What to do — Every line of the data must appear again in the answer, exactly as written.

Source data —
<<<<

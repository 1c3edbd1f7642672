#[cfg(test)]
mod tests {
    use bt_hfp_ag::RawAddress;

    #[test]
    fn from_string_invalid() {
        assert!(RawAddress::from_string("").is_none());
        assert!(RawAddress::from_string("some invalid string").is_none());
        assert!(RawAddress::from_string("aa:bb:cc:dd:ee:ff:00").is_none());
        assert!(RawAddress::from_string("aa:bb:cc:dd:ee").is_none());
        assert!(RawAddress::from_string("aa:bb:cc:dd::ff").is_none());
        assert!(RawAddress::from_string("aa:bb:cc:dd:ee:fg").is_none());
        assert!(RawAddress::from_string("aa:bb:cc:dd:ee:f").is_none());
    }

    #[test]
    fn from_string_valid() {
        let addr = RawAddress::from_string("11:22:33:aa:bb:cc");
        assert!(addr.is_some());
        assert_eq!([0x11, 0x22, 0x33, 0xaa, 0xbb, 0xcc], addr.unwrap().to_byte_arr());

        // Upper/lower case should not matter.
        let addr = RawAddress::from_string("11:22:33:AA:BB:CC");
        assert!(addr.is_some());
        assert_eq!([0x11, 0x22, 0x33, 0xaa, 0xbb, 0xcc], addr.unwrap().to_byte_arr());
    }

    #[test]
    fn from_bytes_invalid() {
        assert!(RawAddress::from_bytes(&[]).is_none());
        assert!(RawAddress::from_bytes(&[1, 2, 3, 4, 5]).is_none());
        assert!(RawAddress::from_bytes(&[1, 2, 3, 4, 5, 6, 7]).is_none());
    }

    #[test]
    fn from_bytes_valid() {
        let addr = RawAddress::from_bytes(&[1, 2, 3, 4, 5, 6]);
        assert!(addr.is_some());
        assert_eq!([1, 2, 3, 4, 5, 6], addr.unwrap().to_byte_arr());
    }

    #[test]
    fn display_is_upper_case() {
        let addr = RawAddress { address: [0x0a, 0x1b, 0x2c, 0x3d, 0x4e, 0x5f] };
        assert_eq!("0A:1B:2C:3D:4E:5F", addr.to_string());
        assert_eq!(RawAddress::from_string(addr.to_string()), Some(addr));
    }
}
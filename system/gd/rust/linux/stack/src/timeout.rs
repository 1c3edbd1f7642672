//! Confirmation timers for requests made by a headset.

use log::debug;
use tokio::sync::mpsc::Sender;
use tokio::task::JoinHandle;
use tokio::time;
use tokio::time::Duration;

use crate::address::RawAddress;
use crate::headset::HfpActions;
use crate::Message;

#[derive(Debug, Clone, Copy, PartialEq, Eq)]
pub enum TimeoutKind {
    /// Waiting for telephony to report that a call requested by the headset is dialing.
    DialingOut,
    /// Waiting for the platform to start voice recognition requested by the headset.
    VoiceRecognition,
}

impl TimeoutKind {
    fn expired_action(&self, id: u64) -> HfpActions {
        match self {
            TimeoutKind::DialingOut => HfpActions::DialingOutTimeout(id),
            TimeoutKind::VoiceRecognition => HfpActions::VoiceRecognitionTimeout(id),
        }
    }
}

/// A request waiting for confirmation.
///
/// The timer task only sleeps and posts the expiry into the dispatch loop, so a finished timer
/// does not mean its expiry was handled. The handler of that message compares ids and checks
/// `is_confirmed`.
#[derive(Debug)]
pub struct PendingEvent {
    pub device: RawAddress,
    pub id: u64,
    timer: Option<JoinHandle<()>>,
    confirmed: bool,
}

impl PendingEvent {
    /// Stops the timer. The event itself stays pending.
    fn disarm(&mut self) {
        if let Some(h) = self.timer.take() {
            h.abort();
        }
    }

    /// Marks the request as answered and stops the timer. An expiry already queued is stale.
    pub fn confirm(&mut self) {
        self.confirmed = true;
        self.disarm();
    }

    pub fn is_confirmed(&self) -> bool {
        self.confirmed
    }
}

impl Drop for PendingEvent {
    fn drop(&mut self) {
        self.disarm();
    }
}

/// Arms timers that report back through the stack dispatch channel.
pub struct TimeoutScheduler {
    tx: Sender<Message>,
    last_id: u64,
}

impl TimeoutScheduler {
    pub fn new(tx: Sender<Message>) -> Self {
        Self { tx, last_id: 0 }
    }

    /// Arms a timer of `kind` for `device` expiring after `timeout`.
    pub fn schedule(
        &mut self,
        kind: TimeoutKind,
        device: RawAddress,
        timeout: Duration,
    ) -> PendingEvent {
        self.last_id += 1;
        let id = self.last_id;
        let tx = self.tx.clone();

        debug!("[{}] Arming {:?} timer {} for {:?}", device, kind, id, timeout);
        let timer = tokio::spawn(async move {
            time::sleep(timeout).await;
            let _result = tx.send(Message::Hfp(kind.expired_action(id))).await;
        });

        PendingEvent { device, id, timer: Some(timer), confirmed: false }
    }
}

>>>>

Result —
repository 1c3edbd1f7642672
#[cfg(test)]
mod tests {
    use bt_hfp_ag::RawAddress;

    #[test]
    fn from_string_invalid() {
        assert!(RawAddress::from_string("").is_none());
        assert!(RawAddress::from_string("some invalid string").is_none());
        assert!(RawAddress::from_string("aa:bb:cc:dd:ee:ff:00").is_none());
        assert!(RawAddress::from_string("aa:bb:cc:dd:ee").is_none());
        assert!(RawAddress::from_string("aa:bb:cc:dd::ff").is_none());
        assert!(RawAddress::from_string("aa:bb:cc:dd:ee:fg").is_none());
        assert!(RawAddress::from_string("aa:bb:cc:dd:ee:f").is_none());
    }

    #[test]
    fn from_string_valid() {
        let addr = RawAddress::from_string("11:22:33:aa:bb:cc");
        assert!(addr.is_some());
        assert_eq!([0x11, 0x22, 0x33, 0xaa, 0xbb, 0xcc], addr.unwrap().to_byte_arr());

        // Upper/lower case should not matter.
        let addr = RawAddress::from_string("11:22:33:AA:BB:CC");
        assert!(addr.is_some());
        assert_eq!([0x11, 0x22, 0x33, 0xaa, 0xbb, 0xcc], addr.unwrap().to_byte_arr());
    }

    #[test]
    fn from_bytes_invalid() {
        assert!(RawAddress::from_bytes(&[]).is_none());
        assert!(RawAddress::from_bytes(&[1, 2, 3, 4, 5]).is_none());
        assert!(RawAddress::from_bytes(&[1, 2, 3, 4, 5, 6, 7]).is_none());
    }

    #[test]
    fn from_bytes_valid() {
        let addr = RawAddress::from_bytes(&[1, 2, 3, 4, 5, 6]);
        assert!(addr.is_some());
        assert_eq!([1, 2, 3, 4, 5, 6], addr.unwrap().to_byte_arr());
    }

    #[test]
    fn display_is_upper_case() {
        let addr = RawAddress { address: [0x0a, 0x1b, 0x2c, 0x3d, 0x4e, 0x5f] };
        assert_eq!("0A:1B:2C:3D:4E:5F", addr.to_string());
        assert_eq!(RawAddress::from_string(addr.to_string()), Some(addr));
    }
}
filename system/gd/rust/linux/stack/src/timeout.rs
repository 1c3edbd1f7642672
//! Confirmation timers for requests made by a headset.

use log::debug;
use tokio::sync::mpsc::Sender;
use tokio::task::JoinHandle;
use tokio::time;
use tokio::time::Duration;

use crate::address::RawAddress;
use crate::headset::HfpActions;
use crate::Message;

#[derive(Debug, Clone, Copy, PartialEq, Eq)]
pub enum TimeoutKind {
    /// Waiting for telephony to report that a call requested by the headset is dialing.
    DialingOut,
    /// Waiting for the platform to start voice recognition requested by the headset.
    VoiceRecognition,
}

impl TimeoutKind {
    fn expired_action(&self, id: u64) -> HfpActions {
        match self {
            TimeoutKind::DialingOut => HfpActions::DialingOutTimeout(id),
            TimeoutKind::VoiceRecognition => HfpActions::VoiceRecognitionTimeout(id),
        }
    }
}

/// A request waiting for confirmation.
///
/// The timer task only sleeps and posts the expiry into the dispatch loop, so a finished timer
/// does not mean its expiry was handled. The handler of that message compares ids and checks
/// `is_confirmed`.
#[derive(Debug)]
pub struct PendingEvent {
    pub device: RawAddress,
    pub id: u64,
    timer: Option<JoinHandle<()>>,
    confirmed: bool,
}

impl PendingEvent {
    /// Stops the timer. The event itself stays pending.
    fn disarm(&mut self) {
        if let Some(h) = self.timer.take() {
            h.abort();
        }
    }

    /// Marks the request as answered and stops the timer. An expiry already queued is stale.
    pub fn confirm(&mut self) {
        self.confirmed = true;
        self.disarm();
    }

    pub fn is_confirmed(&self) -> bool {
        self.confirmed
    }
}

impl Drop for PendingEvent {
    fn drop(&mut self) {
        self.disarm();
    }
}

/// Arms timers that report back through the stack dispatch channel.
pub struct TimeoutScheduler {
    tx: Sender<Message>,
    last_id: u64,
}

impl TimeoutScheduler {
    pub fn new(tx: Sender<Message>) -> Self {
        Self { tx, last_id: 0 }
    }

    /// Arms a timer of `kind` for `device` expiring after `timeout`.
    pub fn schedule(
        &mut self,
        kind: TimeoutKind,
        device: RawAddress,
        timeout: Duration,
    ) -> PendingEvent {
        self.last_id += 1;
        let id = self.last_id;
        let tx = self.tx.clone();

        debug!("[{}] Arming {:?} timer {} for {:?}", device, kind, id, timeout);
        let timer = tokio::spawn(async move {
            time::sleep(timeout).await;
            let _result = tx.send(Message::Hfp(kind.expired_action(id))).await;
        });

        PendingEvent { device, id, timer: Some(timer), confirmed: false }
    }
}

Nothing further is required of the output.